• Dataset extract:
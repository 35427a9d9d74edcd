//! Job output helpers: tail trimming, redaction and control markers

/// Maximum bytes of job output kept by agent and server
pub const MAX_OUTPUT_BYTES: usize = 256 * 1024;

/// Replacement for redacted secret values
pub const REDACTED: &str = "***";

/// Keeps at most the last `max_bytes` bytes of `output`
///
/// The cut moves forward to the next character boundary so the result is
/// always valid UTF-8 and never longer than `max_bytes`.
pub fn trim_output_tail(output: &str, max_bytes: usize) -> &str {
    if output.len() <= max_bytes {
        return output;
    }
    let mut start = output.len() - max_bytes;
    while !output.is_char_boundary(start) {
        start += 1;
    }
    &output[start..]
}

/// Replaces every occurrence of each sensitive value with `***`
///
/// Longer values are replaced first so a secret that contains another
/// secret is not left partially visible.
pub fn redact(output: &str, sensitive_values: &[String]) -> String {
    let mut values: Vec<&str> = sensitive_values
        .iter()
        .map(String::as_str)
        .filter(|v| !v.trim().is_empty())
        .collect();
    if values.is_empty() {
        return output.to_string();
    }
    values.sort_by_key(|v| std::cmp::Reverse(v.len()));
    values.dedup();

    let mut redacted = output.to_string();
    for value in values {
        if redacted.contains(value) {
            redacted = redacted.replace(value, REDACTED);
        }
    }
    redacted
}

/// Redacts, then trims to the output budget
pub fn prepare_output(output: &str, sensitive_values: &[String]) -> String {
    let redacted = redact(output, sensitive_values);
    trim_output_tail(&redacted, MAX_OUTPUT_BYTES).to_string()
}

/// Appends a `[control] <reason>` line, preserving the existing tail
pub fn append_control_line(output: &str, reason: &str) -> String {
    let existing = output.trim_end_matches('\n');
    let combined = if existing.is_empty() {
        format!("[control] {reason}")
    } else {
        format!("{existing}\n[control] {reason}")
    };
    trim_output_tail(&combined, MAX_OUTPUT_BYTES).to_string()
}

...

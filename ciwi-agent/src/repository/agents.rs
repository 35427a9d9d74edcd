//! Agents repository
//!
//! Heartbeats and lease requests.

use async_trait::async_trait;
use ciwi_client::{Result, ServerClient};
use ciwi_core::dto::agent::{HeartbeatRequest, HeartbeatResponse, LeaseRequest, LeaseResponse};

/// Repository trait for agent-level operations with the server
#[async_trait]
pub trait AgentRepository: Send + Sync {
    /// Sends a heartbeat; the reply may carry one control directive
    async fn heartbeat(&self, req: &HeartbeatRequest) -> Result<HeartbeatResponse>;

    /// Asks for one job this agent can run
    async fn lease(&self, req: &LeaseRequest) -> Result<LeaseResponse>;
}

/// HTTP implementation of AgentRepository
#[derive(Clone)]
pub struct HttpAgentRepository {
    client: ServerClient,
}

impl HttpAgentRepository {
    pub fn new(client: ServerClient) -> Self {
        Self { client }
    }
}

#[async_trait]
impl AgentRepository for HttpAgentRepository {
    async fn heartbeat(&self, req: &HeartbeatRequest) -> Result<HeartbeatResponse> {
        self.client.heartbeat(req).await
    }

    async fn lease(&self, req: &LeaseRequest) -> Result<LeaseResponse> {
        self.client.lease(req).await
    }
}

---

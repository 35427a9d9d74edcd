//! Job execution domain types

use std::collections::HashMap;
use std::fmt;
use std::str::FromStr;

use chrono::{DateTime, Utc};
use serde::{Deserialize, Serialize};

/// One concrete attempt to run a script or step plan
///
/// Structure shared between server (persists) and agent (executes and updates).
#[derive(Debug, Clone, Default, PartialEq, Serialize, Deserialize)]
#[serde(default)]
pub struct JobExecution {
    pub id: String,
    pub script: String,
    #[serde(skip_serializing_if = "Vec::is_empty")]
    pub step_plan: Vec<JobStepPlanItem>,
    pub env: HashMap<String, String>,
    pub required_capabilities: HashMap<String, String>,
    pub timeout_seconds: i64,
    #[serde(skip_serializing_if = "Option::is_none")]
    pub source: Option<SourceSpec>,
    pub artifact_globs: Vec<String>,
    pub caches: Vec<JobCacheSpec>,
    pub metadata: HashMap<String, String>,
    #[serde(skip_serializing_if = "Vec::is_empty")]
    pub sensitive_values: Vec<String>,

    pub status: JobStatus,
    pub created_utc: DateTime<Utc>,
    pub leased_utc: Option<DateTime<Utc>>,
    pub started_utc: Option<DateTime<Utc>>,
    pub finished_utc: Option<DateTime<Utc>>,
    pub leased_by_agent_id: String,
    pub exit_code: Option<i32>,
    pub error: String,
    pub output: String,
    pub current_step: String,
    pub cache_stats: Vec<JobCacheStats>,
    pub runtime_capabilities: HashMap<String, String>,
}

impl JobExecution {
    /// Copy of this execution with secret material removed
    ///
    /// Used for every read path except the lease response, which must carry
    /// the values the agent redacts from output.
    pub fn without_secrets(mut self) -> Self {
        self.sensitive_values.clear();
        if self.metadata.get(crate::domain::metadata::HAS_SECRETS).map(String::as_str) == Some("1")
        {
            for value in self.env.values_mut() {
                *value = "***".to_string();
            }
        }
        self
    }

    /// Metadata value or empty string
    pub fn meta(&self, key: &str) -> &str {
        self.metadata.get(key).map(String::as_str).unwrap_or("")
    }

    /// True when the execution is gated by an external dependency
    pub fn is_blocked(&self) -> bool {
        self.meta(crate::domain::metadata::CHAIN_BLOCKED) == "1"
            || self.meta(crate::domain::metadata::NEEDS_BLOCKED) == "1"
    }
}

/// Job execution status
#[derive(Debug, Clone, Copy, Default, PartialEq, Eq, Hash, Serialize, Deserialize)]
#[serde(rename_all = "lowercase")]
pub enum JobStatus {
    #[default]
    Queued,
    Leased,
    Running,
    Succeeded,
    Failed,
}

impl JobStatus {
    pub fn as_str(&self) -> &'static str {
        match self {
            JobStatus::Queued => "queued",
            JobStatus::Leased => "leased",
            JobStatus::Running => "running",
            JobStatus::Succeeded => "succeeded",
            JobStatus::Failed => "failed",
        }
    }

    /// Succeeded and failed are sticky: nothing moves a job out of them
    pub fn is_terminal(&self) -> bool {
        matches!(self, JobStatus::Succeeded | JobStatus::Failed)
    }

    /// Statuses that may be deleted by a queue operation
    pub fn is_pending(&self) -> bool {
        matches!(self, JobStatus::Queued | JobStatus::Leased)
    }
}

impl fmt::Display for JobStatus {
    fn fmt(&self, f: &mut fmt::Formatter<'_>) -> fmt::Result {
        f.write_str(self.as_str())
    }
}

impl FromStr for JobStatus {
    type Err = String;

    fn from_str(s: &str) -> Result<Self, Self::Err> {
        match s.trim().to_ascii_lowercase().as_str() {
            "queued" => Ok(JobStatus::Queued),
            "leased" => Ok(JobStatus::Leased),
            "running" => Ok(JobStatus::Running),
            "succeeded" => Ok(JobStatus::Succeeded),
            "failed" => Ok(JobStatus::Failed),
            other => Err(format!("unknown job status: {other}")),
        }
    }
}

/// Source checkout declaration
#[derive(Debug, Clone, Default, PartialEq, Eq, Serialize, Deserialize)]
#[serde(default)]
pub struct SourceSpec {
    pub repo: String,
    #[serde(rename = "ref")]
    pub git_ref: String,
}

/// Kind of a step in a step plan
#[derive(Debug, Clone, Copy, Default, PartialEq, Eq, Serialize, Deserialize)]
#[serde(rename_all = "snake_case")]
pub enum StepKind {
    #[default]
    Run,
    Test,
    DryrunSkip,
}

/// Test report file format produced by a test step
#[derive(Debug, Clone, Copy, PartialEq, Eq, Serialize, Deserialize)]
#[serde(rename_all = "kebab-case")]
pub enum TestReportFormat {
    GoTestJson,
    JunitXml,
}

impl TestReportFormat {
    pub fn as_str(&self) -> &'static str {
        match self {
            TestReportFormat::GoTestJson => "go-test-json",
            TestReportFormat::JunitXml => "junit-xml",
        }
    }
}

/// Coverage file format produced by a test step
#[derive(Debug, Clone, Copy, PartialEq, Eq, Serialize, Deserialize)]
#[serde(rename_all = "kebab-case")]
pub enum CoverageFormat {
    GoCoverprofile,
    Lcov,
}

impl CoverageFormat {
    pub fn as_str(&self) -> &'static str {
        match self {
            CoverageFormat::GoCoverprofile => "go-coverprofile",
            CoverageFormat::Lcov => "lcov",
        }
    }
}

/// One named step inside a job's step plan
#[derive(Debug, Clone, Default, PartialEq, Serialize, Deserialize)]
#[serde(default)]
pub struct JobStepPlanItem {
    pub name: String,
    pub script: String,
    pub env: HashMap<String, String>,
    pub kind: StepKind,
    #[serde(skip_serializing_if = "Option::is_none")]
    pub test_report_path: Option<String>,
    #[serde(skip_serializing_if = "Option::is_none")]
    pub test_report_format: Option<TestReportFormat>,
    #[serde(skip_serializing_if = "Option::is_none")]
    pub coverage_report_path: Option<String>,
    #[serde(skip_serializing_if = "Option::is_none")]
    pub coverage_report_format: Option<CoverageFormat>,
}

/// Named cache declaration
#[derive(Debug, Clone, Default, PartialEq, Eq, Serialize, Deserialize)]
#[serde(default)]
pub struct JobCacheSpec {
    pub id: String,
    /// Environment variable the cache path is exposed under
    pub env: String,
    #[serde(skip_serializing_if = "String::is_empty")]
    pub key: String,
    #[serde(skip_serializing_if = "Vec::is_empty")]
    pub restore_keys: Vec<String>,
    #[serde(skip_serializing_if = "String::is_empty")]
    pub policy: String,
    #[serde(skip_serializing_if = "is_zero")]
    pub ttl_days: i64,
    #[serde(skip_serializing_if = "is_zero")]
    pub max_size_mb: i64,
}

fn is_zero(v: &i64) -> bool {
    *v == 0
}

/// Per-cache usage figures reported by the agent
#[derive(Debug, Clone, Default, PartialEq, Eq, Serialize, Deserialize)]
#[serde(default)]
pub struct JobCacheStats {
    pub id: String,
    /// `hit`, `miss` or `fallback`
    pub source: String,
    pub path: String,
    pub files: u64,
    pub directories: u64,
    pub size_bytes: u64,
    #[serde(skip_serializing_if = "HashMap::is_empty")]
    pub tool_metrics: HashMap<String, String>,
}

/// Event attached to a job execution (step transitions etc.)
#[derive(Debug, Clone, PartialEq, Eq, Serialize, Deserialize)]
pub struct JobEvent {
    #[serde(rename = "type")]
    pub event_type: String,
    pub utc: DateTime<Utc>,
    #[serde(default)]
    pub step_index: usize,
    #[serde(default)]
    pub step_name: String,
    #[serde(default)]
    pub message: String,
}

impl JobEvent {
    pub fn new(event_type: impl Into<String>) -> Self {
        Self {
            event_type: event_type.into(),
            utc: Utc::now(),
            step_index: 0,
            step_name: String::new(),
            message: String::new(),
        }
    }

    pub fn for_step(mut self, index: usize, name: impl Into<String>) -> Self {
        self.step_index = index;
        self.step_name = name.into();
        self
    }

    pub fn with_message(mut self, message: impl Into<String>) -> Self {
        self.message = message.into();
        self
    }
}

• How to complete this task: Scan the listing above. Collect all lines with the word "SourceSpec".

• Task answer:
    pub source: Option<SourceSpec>,
pub struct SourceSpec {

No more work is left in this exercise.